Notre Dame men's basketball: Burgett makes big jump

South Bend Tribune

SOUTH BEND - Seated during media day near the spot where he spent almost all of last season on the Notre Dame bench, sophomore power forward Austin Burgett pondered what people would see differently from him this winter.

“Hopefully playing,” he said.

Joking aside, Burgett attempted to answer the question in all seriousness.

“I honestly don't know,” he said. “I just want to contribute. I can help.”

Burgett has been all business two games into the 2013-14 season. Should he play 18 minutes Sunday against Indiana State (1-1), Burgett would match the total number of minutes he logged all last year — 60 — in three games.

No Irish player has taken as big of a leap as quickly as the 6-foot-9, 227-pounder from Avon, Ind. He's gone from end-of-the-bench, mop-up guy to a rotation mainstay. During the first two games, both Irish victories, the guy teammates call “Burg” has been one of the first reserves called into action.

Last year, he was one of the last.

“It's nice to get on the court instead of being in practice being blue (a reserve) and getting beat up every week helping them prepare,” Burgett said. “It's nice to get out there and play against different people.”

As preseason practice commenced, Burgett appeared on the outside of the rotation looking in. But when classmate Zach Auguste suffered a broken left hand during a mid-October workout, the Irish needed another big to work as a top reserve. Given the chance to do more with the starters in practices and then again in games — he started the first exhibition against Indianapolis — Burgett proved that all the time spent watching and waiting last season was put to good use.

Burgett impressed by fitting seamlessly with the core group. He did so by keeping it simple. He rebounded. He made the occasional open shot. He moved the ball to the right guy at the right time. He screened to free up the perimeter of Eric Atkins, Pat Connaughton and Jerian Grant. He defended.

Burgett showed enough during Auguste's absence to maintain his spot in the rotation. When another sophomore — swingman Cameron Biedscheid — decided to grow his game and sit out the season to preserve a year of eligibility, Burgett was guaranteed to remain a key guy.

Burgett scored seven points in 24 minutes, both career highs, in the opener against Miami (Ohio). He delivered another seven points with two rebounds in 18 minutes against Stetson.

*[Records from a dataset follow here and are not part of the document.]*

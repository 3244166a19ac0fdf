//! Core infrastructure for storage-resilience.
//!
//! This crate provides the pieces shared by every layer of the resilient
//! data-access stack:
//! - The storage error taxonomy and the message [`classify`]er
//! - The terminal [`Outcome`] of a resilient call
//! - Event system for observability, including operator [`Notification`]s
//! - A [`Clock`] abstraction so circuit timing can be driven in tests

pub mod classify;
pub mod clock;
pub mod events;
pub mod notify;
pub mod outcome;

pub use classify::{classify, classify_error, ErrorCategory, ErrorClassification};
pub use clock::{Clock, ManualClock, SharedClock, TokioClock};
pub use events::{EventListener, EventListeners, FnListener, ResilienceEvent};
pub use notify::Notification;
pub use outcome::Outcome;
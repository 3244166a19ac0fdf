//! Storage error taxonomy and message classification.
//!
//! The classifier looks only at the rendered error message. It lowercases the
//! message and walks an ordered rule table; the first rule that matches
//! decides both the [`ErrorCategory`] and whether the failure is worth
//! retrying. Anything the table does not recognise is [`ErrorCategory::Unknown`]
//! and never retried.
//!
//! ```rust
//! use storage_resilience_core::{classify, ErrorCategory};
//!
//! let c = classify("connect ECONNREFUSED 10.0.0.5:5432");
//! assert_eq!(c.category, ErrorCategory::Connection);
//! assert!(c.retryable);
//!
//! let c = classify("duplicate key value violates unique constraint \"users_email_key\"");
//! assert_eq!(c.category, ErrorCategory::Query);
//! assert!(!c.retryable);
//! ```

use std::fmt;

/// Category of a storage failure.
#[derive(Debug, Clone, Copy, PartialEq, Eq, Hash, PartialOrd, Ord)]
#[cfg_attr(feature = "serde", derive(serde::Serialize, serde::Deserialize))]
#[cfg_attr(feature = "serde", serde(rename_all = "snake_case"))]
pub enum ErrorCategory {
    /// The resource could not be reached or the link dropped.
    Connection,
    /// The statement itself is wrong; retrying reproduces the failure.
    Query,
    /// Concurrency control aborted the work (deadlocks, serialization).
    Transaction,
    /// The resource ran out of memory, disk or connection slots.
    Resource,
    /// The resource is in a maintenance state (shutdown, recovery, read-only).
    Operational,
    /// Nothing in the rule table explains the message.
    Unknown,
}

impl ErrorCategory {
    /// Every category, in taxonomy order.
    pub const ALL: [ErrorCategory; 6] = [
        ErrorCategory::Connection,
        ErrorCategory::Query,
        ErrorCategory::Transaction,
        ErrorCategory::Resource,
        ErrorCategory::Operational,
        ErrorCategory::Unknown,
    ];

    /// Stable lowercase label, used in logs and metric labels.
    pub fn as_str(&self) -> &'static str {
        match self {
            ErrorCategory::Connection => "connection",
            ErrorCategory::Query => "query",
            ErrorCategory::Transaction => "transaction",
            ErrorCategory::Resource => "resource",
            ErrorCategory::Operational => "operational",
            ErrorCategory::Unknown => "unknown",
        }
    }
}

impl fmt::Display for ErrorCategory {
    fn fmt(&self, f: &mut fmt::Formatter<'_>) -> fmt::Result {
        f.write_str(self.as_str())
    }
}

/// The verdict for one raw storage failure.
#[derive(Debug, Clone, PartialEq, Eq)]
#[cfg_attr(feature = "serde", derive(serde::Serialize, serde::Deserialize))]
pub struct ErrorClassification {
    /// Taxonomy category.
    pub category: ErrorCategory,
    /// Whether repeating the same operation may succeed.
    pub retryable: bool,
    /// The original message, kept for logs. Never shown to callers.
    pub source_message: String,
}

impl ErrorClassification {
    /// Builds a classification directly, for failures synthesised by the
    /// resilience layer itself (timeouts, rejected calls).
    pub fn new(category: ErrorCategory, retryable: bool, source_message: impl Into<String>) -> Self {
        Self {
            category,
            retryable,
            source_message: source_message.into(),
        }
    }

    /// Returns true if the classified message contains `needle` (case-insensitive).
    pub fn message_contains(&self, needle: &str) -> bool {
        self.source_message
            .to_lowercase()
            .contains(&needle.to_lowercase())
    }
}

/// One row of the rule table.
struct Rule {
    category: ErrorCategory,
    retryable: bool,
    /// The rule fires when any of these phrases is present...
    any: &'static [&'static str],
    /// ...and, when non-empty, at least one of these as well.
    with: &'static [&'static str],
}

const CONNECTION_PHRASES: &[&str] = &[
    "connection refused",
    "econnrefused",
    "timed out",
    "etimedout",
    "connection reset",
    "econnreset",
    "terminated unexpectedly",
    "too many connections",
    "could not connect",
];

// Order matters: first match wins.
const RULES: &[Rule] = &[
    Rule {
        category: ErrorCategory::Connection,
        retryable: false,
        any: CONNECTION_PHRASES,
        with: &["ssl", "tls"],
    },
    Rule {
        category: ErrorCategory::Resource,
        retryable: true,
        any: &["too many connections already"],
        with: &[],
    },
    Rule {
        category: ErrorCategory::Connection,
        retryable: true,
        any: CONNECTION_PHRASES,
        with: &[],
    },
    Rule {
        category: ErrorCategory::Transaction,
        retryable: true,
        any: &[
            "deadlock detected",
            "statement timeout",
            "could not serialize access",
        ],
        with: &[],
    },
    Rule {
        category: ErrorCategory::Transaction,
        retryable: false,
        any: &["transaction is aborted"],
        with: &[],
    },
    Rule {
        category: ErrorCategory::Query,
        retryable: false,
        any: &[
            "syntax error",
            "does not exist",
            "invalid input syntax",
            "value too long",
        ],
        with: &[],
    },
    Rule {
        category: ErrorCategory::Query,
        retryable: false,
        any: &["violates"],
        with: &["constraint"],
    },
    Rule {
        category: ErrorCategory::Resource,
        retryable: true,
        any: &["out of memory", "out of shared memory"],
        with: &[],
    },
    Rule {
        category: ErrorCategory::Resource,
        retryable: false,
        any: &["out of disk space", "no space left on device"],
        with: &[],
    },
    Rule {
        category: ErrorCategory::Operational,
        retryable: true,
        any: &["shutting down", "recovery mode"],
        with: &[],
    },
    Rule {
        category: ErrorCategory::Operational,
        retryable: false,
        any: &["read-only transaction"],
        with: &[],
    },
];

impl Rule {
    fn matches(&self, message: &str) -> bool {
        self.any.iter().any(|p| message.contains(p))
            && (self.with.is_empty() || self.with.iter().any(|p| message.contains(p)))
    }
}

/// Classifies a raw storage error message.
///
/// Pure and total: every input yields a classification, and unmatched input
/// is `Unknown` / not retryable.
pub fn classify(message: &str) -> ErrorClassification {
    let lowered = message.to_lowercase();
    let (category, retryable) = RULES
        .iter()
        .find(|rule| rule.matches(&lowered))
        .map(|rule| (rule.category, rule.retryable))
        .unwrap_or((ErrorCategory::Unknown, false));

    ErrorClassification {
        category,
        retryable,
        source_message: message.to_string(),
    }
}

/// Classifies any displayable error by its rendered message.
pub fn classify_error<E: fmt::Display + ?Sized>(error: &E) -> ErrorClassification {
    classify(&error.to_string())
}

He scored all of 11 points last season.

“Austin Burgett has had a huge impact for our basketball team,” coach Mike Brey said. “He's going to be very important to our season.”

Important because even though the Irish carry four power forwards on the active roster — a fifth, freshman Austin Torres, is likely to follow Biedscheid and sit out the year — only Burgett has the unique skills to play the “stretch-four man” spot. He helps space the floor by stepping out and making perimeter shots while also doing the dirty-work duties required of guys his size.

It's a role that's been manned by former Irish Tim Abromaitis, Rob Kurz and Scott Martin, who served as a mentor to Burgett last season. While Abromaitis and Martin were scorer's first, Burgett's game has a lot of Kurz in it in that he looks first and second and sometimes even third to help spring someone else before looking for something for himself.

“Our three veteran perimeter guys love playing with Austin Burgett,” Brey said. “That's all I need to say.”

Brey also doesn't have to say much to Burgett during games, though early in Sunday's contest against Stetson was an exception. Checking in at the 14:09 mark, Burgett quickly turned it over forcing a low-post entry pass to Garrick Sherman. Later, he whiffed trying to hit Auguste with a high-low look. Brey found Burgett at the under-12 minute timeout and reminded him to settle down and just play the way he's capable.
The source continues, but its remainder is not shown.